Sem folga, arquiteto diz que publicação é feita para os jovens
Clara Passi
À ocasião do centenário de Oscar Niemeyer, em 15 de dezembro, a enxurrada de reportagens publicadas versavam quase todas sobre o mesmo tema: o maior arquiteto que o Brasil já produziu completava um século de vida sem sair da prancheta. E se afirmava não só como um nome do passado, mas como referência da arquitetura feita hoje no mundo, assinando obras em lugares tão longínquos quanto o Cazaquistão. A prova cabal de que o gênio não pára veio há 10 dias, com o lançamento da revista Nosso caminho, simultâneo à abertura da exposição Oscar Niemeyer/projetos recentes, na Galeria Anna Maria Niemeyer, dirigida por sua filha, na Praça Santos Dumont, na Gávea. A prancheta de Niemeyer está mesmo fervilhando:
– A construção do Centro Administrativo do Governo do Estado de Minas Gerais, um projeto recente, já começou – enumera Niemeyer. – É uma obra tão importante que nove empresas já estão trabalhando em sua realização. O projeto de Avilés, na Espanha, também começou a ser construído. É uma praça que compreende um auditório e um museu. Tenho ainda em elaboração o projeto de um teatro de 2 mil lugares na Argentina e um centro cultural em Valparaíso, no Chile, todos já aprovados. Esses projetos estão contratados. O da Torre Digital de Brasília está sendo licitado para novembro.
"Isso não é usual"
Salvo o projeto para Minas Gerais, todos foram elaborados de lampejo nos últimos cinco meses.
– Isso não é usual – admite Niemeyer, sobre a intensidade da produção recente. – Sem contar o projeto de uma grande praça para a nova capital do Cazaquistão, Astana.
A exposição, que vai até o dia 30, traz esboços inéditos – que não estão à venda – da Torre de TV Digital e da Praça do Povo, em Brasília, do Centro Cultural de Valparaíso, no Chile, e do Projeto de Avilez, na Espanha.
Quem quiser ter um Niemeyer em casa pode arrebatar, por R$ 2 mil cada, desenhos figurativos da série Mulheres, editadas especialmente para a exposição. São duas imagens em serigrafia, com formato 50x70, com tiragem de 100 peças.
– Não me limito à arquitetura. E desenhar é uma das atividades que me ajudam a passar o tempo – revela.
Vera Lúcia Niemeyer, sua mulher, conta que já vendeu alguns desenhos. Ela se diz emocionada com o sucesso do lançamento da revista que dirige com o marido.
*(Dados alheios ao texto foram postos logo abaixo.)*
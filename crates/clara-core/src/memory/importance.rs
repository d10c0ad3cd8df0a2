//! Automatic importance detection

/// Phrases that explicitly ask Clara to remember something
const EXPLICIT_MARKERS: &[&str] = &[
    "remember this",
    "important",
    "don't forget",
    "for future reference",
    "keep in mind",
];

/// Phrases that usually introduce personal facts
const PERSONAL_MARKERS: &[&str] = &["my name is", "i work at", "i live in", "my favorite"];

const EXPLICIT_SCORE: f64 = 1.0;
const PERSONAL_SCORE: f64 = 0.8;

/// Scores above this are stored as important memories
pub const IMPORTANCE_THRESHOLD: f64 = 0.5;

/// Score a user message for long-term importance
pub fn importance_score(user_message: &str) -> f64 {
    let lowered = user_message.to_lowercase();

    if EXPLICIT_MARKERS.iter().any(|m| lowered.contains(m)) {
        return EXPLICIT_SCORE;
    }
    if PERSONAL_MARKERS.iter().any(|m| lowered.contains(m)) {
        return PERSONAL_SCORE;
    }
    0.0
}
//! CLI (Command Line Interface) mode
//!
//! Interactive REPL with slash-command completion.

use clara_core::{ChatOutcome, Orchestrator, Preference};
use nu_ansi_term::{Color, Style};
use reedline::{
    ColumnarMenu, Completer, DefaultHinter, Emacs, KeyCode, KeyModifiers, Keybindings,
    MenuBuilder, Prompt, Reedline, ReedlineEvent, ReedlineMenu, Signal, Suggestion,
};
use std::sync::Arc;
use tracing::info;

/// Available commands for autocomplete display
const COMMANDS: &[(&str, &str)] = &[
    ("/help", "Show this help"),
    ("/exit", "Quit"),
    ("/quit", "Quit"),
    ("/status", "Backend, memory and voice status"),
    ("/models", "List local models"),
    ("/model", "Switch local model: /model <name>"),
    ("/recent", "Recent conversations"),
    ("/important", "Important memories"),
    ("/search", "Search memory: /search <query>"),
    ("/claude", "Ask Claude: /claude <message>"),
    ("/gemini", "Ask Gemini: /gemini <message>"),
    ("/local", "Ask the local model only: /local <message>"),
    ("/voice", "Toggle speaking replies"),
];

/// How many recent conversations `/recent` prints
const RECENT_LIMIT: usize = 10;

/// Hits printed by `/search`
const SEARCH_LIMIT: usize = 5;

/// A parsed line of input
#[derive(Debug, PartialEq, Eq)]
enum CliCommand<'a> {
    Help,
    Exit,
    Status,
    Models,
    SwitchModel(&'a str),
    Recent,
    Important,
    Search(&'a str),
    Ask(Preference, &'a str),
    ToggleVoice,
    Usage(&'static str),
    Unknown(&'a str),
    Chat(&'a str),
}

fn parse_command(input: &str) -> CliCommand<'_> {
    if !input.starts_with('/') {
        return CliCommand::Chat(input);
    }

    let (command, arg) = match input.split_once(char::is_whitespace) {
        Some((command, arg)) => (command, arg.trim()),
        None => (input, ""),
    };

    match (command.to_lowercase().as_str(), arg.is_empty()) {
        ("/help" | "/?", _) => CliCommand::Help,
        ("/exit" | "/quit" | "/q", _) => CliCommand::Exit,
        ("/status", _) => CliCommand::Status,
        ("/models", _) => CliCommand::Models,
        ("/model", false) => CliCommand::SwitchModel(arg),
        ("/model", true) => CliCommand::Usage("/model <name>"),
        ("/recent", _) => CliCommand::Recent,
        ("/important", _) => CliCommand::Important,
        ("/search", false) => CliCommand::Search(arg),
        ("/search", true) => CliCommand::Usage("/search <query>"),
        ("/claude", false) => CliCommand::Ask(Preference::Claude, arg),
        ("/claude", true) => CliCommand::Usage("/claude <message>"),
        ("/gemini", false) => CliCommand::Ask(Preference::Gemini, arg),
        ("/gemini", true) => CliCommand::Usage("/gemini <message>"),
        ("/local", false) => CliCommand::Ask(Preference::Local, arg),
        ("/local", true) => CliCommand::Usage("/local <message>"),
        ("/voice", _) => CliCommand::ToggleVoice,
        _ => CliCommand::Unknown(command),
    }
}

/// Command completer for reedline
#[derive(Clone)]
pub struct CommandCompleter {
    commands: Vec<(&'static str, &'static str)>,
}

impl CommandCompleter {
    pub fn new() -> Self {
        Self {
            commands: COMMANDS.to_vec(),
        }
    }
}

impl Default for CommandCompleter {
    fn default() -> Self {
        Self::new()
    }
}

impl Completer for CommandCompleter {
    fn complete(&mut self, line: &str, pos: usize) -> Vec<Suggestion> {
        if !line.starts_with('/') {
            return Vec::new();
        }

        self.commands
            .iter()
            .filter(|(cmd, _)| cmd.starts_with(line))
            .map(|(cmd, desc)| Suggestion {
                value: cmd.to_string(),
                description: Some(desc.to_string()),
                extra: None,
                span: reedline::Span::new(0, pos),
                append_whitespace: true,
                style: None,
            })
            .collect()
    }
}

/// Prompt showing whether replies are spoken
struct ColoredPrompt {
    style: Style,
    speaking: bool,
}

impl ColoredPrompt {
    fn new() -> Self {
        Self {
            style: Color::Magenta.bold(),
            speaking: false,
        }
    }
}

impl Prompt for ColoredPrompt {
    fn render_prompt_left(&self) -> std::borrow::Cow<'_, str> {
        let marker = if self.speaking { "clara (voice)> " } else { "clara> " };
        std::borrow::Cow::Owned(self.style.paint(marker).to_string())
    }

    fn render_prompt_right(&self) -> std::borrow::Cow<'_, str> {
        std::borrow::Cow::Borrowed("")
    }

    fn render_prompt_indicator(&self, _prompt_mode: reedline::PromptEditMode) -> std::borrow::Cow<'_, str> {
        std::borrow::Cow::Borrowed("")
    }

    fn render_prompt_multiline_indicator(&self) -> std::borrow::Cow<'_, str> {
        std::borrow::Cow::Borrowed("")
    }

    fn render_prompt_history_search_indicator(
        &self,
        _history_search: reedline::PromptHistorySearch,
    ) -> std::borrow::Cow<'_, str> {
        std::borrow::Cow::Borrowed("")
    }
}

/// Run CLI interactive mode
pub async fn run_cli(orchestrator: Arc<Orchestrator>) -> anyhow::Result<()> {
    info!("Starting CLI mode");
    print_welcome();

    let mut keybindings = default_keybindings();

    // Trigger completion on '/' key
    keybindings.add_binding(
        KeyModifiers::NONE,
        KeyCode::Char('/'),
        ReedlineEvent::Edit(vec![reedline::EditCommand::Complete]),
    );

    let menu = Box::new(
        ColumnarMenu::default()
            .with_name("command_menu")
            .with_columns(1)
            .with_column_width(Some(40))
            .with_only_buffer_difference(false),
    );

    let hinter = DefaultHinter::default().with_style(Style::new().dimmed());

    let mut line_editor = Reedline::create()
        .with_completer(Box::new(CommandCompleter::new()))
        .with_menu(ReedlineMenu::EngineCompleter(menu))
        .with_hinter(Box::new(hinter))
        .with_edit_mode(Box::new(Emacs::new(keybindings)));

    let mut prompt = ColoredPrompt::new();

    loop {
        match line_editor.read_line(&prompt) {
            Ok(Signal::Success(line)) => {
                let input = line.trim();
                if input.is_empty() {
                    continue;
                }

                match parse_command(input) {
                    CliCommand::Exit => {
                        println!("\nGoodbye.\n");
                        break;
                    }
                    CliCommand::ToggleVoice => {
                        prompt.speaking = !prompt.speaking;
                        let state = if prompt.speaking { "on" } else { "off" };
                        println!("\nSpoken replies {}.\n", state);
                    }
                    command => {
                        if let Err(e) = execute(&orchestrator, command, prompt.speaking).await {
                            eprintln!("\n{} {}\n", Color::Red.paint("Error:"), e);
                        }
                    }
                }
            }
            Ok(Signal::CtrlC) => {
                println!("^C");
                continue;
            }
            Ok(Signal::CtrlD) => {
                println!("\nGoodbye.\n");
                break;
            }
            Err(err) => {
                eprintln!("\n{} {}\n", Color::Red.paint("Error:"), err);
                break;
            }
        }
    }

    Ok(())
}

/// Run one command against the orchestrator
async fn execute(orchestrator: &Orchestrator, command: CliCommand<'_>, speak: bool) -> anyhow::Result<()> {
    let memory = orchestrator.memory();

    match command {
        CliCommand::Help => print_help(),
        CliCommand::Status => print_status(orchestrator).await?,
        CliCommand::Models => {
            let models = orchestrator.list_models().await;
            if models.is_empty() {
                println!("\nNo local models found. Is Ollama running?\n");
            } else {
                println!();
                for model in models {
                    println!("  {}", model);
                }
                println!();
            }
        }
        CliCommand::SwitchModel(name) => {
            orchestrator.switch_model(name).await?;
            println!("\nSwitched to {}\n", name);
        }
        CliCommand::Recent => {
            println!();
            for conversation in memory.get_recent_conversations(RECENT_LIMIT)? {
                println!("{} {}", Color::DarkGray.paint(&conversation.timestamp), conversation.user_message);
                println!("  {}", preview(&conversation.assistant_response));
            }
            println!();
        }
        CliCommand::Important => {
            println!();
            for item in memory.get_important_memories()? {
                println!("[{:.1}] {}", item.importance, item.user_message);
                if let Some(note) = item.note {
                    println!("  note: {}", note);
                }
            }
            println!();
        }
        CliCommand::Search(query) => {
            let hits = memory.search_memories(query, SEARCH_LIMIT)?;
            println!("\n{} match(es):", hits.len());
            for hit in hits {
                println!("  #{} {}", hit.conversation_id, preview(&hit.user_message));
            }
            println!();
        }
        CliCommand::Ask(preference, message) => {
            let outcome = orchestrator.chat(message, preference).await?;
            reply(orchestrator, &outcome, speak).await;
        }
        CliCommand::Chat(message) => {
            let outcome = orchestrator.smart_routing(message).await?;
            reply(orchestrator, &outcome, speak).await;
        }
        CliCommand::Usage(usage) => println!("\nUsage: {}\n", usage),
        CliCommand::Unknown(command) => {
            eprintln!("\nUnknown command: {}. Type /help for a list.\n", command);
        }
        CliCommand::Exit | CliCommand::ToggleVoice => {}
    }

    Ok(())
}

async fn reply(orchestrator: &Orchestrator, outcome: &ChatOutcome, speak: bool) {
    let label = format!("[{} / {}]", outcome.backend, outcome.model);
    println!("\n{}\n{}\n", Color::DarkGray.paint(label), outcome.response);

    if speak && !orchestrator.speak(&outcome.response).await {
        eprintln!("{}", Color::Yellow.paint("(could not speak the reply)"));
    }
}

async fn print_status(orchestrator: &Orchestrator) -> anyhow::Result<()> {
    let status = orchestrator.status().await?;
    let flag = |on: bool| if on { Color::Green.paint("up") } else { Color::Red.paint("down") };
    let backends = &status.backends;

    println!();
    println!("  Ollama  {} ({})", flag(backends.ollama.connected), backends.ollama.model);
    println!(
        "  Claude  {} {}",
        flag(backends.claude.available),
        backends.claude.model.as_deref().unwrap_or("")
    );
    println!(
        "  Gemini  {} {}",
        flag(backends.gemini.available),
        backends.gemini.model.as_deref().unwrap_or("")
    );
    println!(
        "  Memory  {} conversations, {} important, {} days active",
        status.memory.total_conversations, status.memory.important_memories, status.memory.days_active
    );
    println!(
        "  Voice   {} TTS, speech recognition {}",
        status.voice.tts_provider,
        flag(status.voice.stt_available)
    );
    println!();
    Ok(())
}

/// First line, at most 100 characters
fn preview(text: &str) -> String {
    let line = text.lines().next().unwrap_or("");
    if line.chars().count() > 100 {
        format!("{}...", line.chars().take(100).collect::<String>())
    } else {
        line.to_string()
    }
}

/// Default keybindings for reedline
fn default_keybindings() -> Keybindings {
    let mut keybindings = Keybindings::new();
    keybindings.add_binding(
        KeyModifiers::NONE,
        KeyCode::Tab,
        ReedlineEvent::Edit(vec![reedline::EditCommand::Complete]),
    );
    keybindings.add_binding(KeyModifiers::NONE, KeyCode::Enter, ReedlineEvent::Submit);
    keybindings.add_binding(KeyModifiers::NONE, KeyCode::Esc, ReedlineEvent::Esc);
    keybindings.add_binding(KeyModifiers::CONTROL, KeyCode::Char('c'), ReedlineEvent::CtrlC);
    keybindings.add_binding(KeyModifiers::CONTROL, KeyCode::Char('d'), ReedlineEvent::CtrlD);
    keybindings.add_binding(KeyModifiers::NONE, KeyCode::Up, ReedlineEvent::Up);
    keybindings.add_binding(KeyModifiers::NONE, KeyCode::Down, ReedlineEvent::Down);
    keybindings
}

fn print_welcome() {
    println!();
    println!("{}", Color::Magenta.bold().paint("Clara - interactive mode"));
    println!("Type a message and press Enter. Commands start with /, try /help.");
    println!();
}

fn print_help() {
    println!();
    println!("Commands:");
    for (cmd, desc) in COMMANDS {
        println!("  {:<12} {}", cmd, desc);
    }
    println!();
    println!("Anything else is sent to Clara, routed by complexity.");
    println!();
}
– Vendemos 300 exemplares só na noite de lançamento. Só tenho a agradecer os elogios à revista. Isso nos anima, dá esperança para prosseguir. Fiquei surpresa com a receptividade dos leitores.
O primeiro número da revista trimestral de 56 páginas teve tiragem de 5 mil exemplares e está à venda por R$ 30 nas filiais da Livraria da Travessa, na galeria e no escritório de Niemeyer, na Avenida Atlântica, em Copacabana, e traz, além de artigos sobre arquitetura, arte e cultura, trabalhos recentes dos arquitetos Jair Valera, João Cândido Niemeyer, João Filgueiras Lima (Lelé) e de Niemeyer. Não é a primeira incursão editorial do arquiteto. A revista Módulo, fundada e dirigida por ele, surgiu em 1955, mas sucumbiu à truculência do regime militar.
– A Módulo teve sua sede, meu escritório, invadida pelas forças do golpe. Sempre pensamos em retomá-la, o que fazemos agora com Nosso caminho – justifica Niemeyer.
Na opinião do arquiteto, a nova revista é "um veículo para os jovens se inteirarem melhor dos problemas da vida, do país e desta América Latina tão ameaçada":
– A Módulo era dedicada à arquitetura. Nosso caminho está voltada também para os problemas da vida, da política e deste mundo injusto que queremos modificar.
O passar dos anos parece não ter abalado o engajamento político do arquiteto, um dos baluartes da esquerda brasileira.
– Apesar de origem católica de minha família, cheia de preconceitos, mal saí para vida e compreendi o mundo injusto em que vivemos. Aos 20 e poucos anos já estava filiado ao Partido Comunista Brasileiro.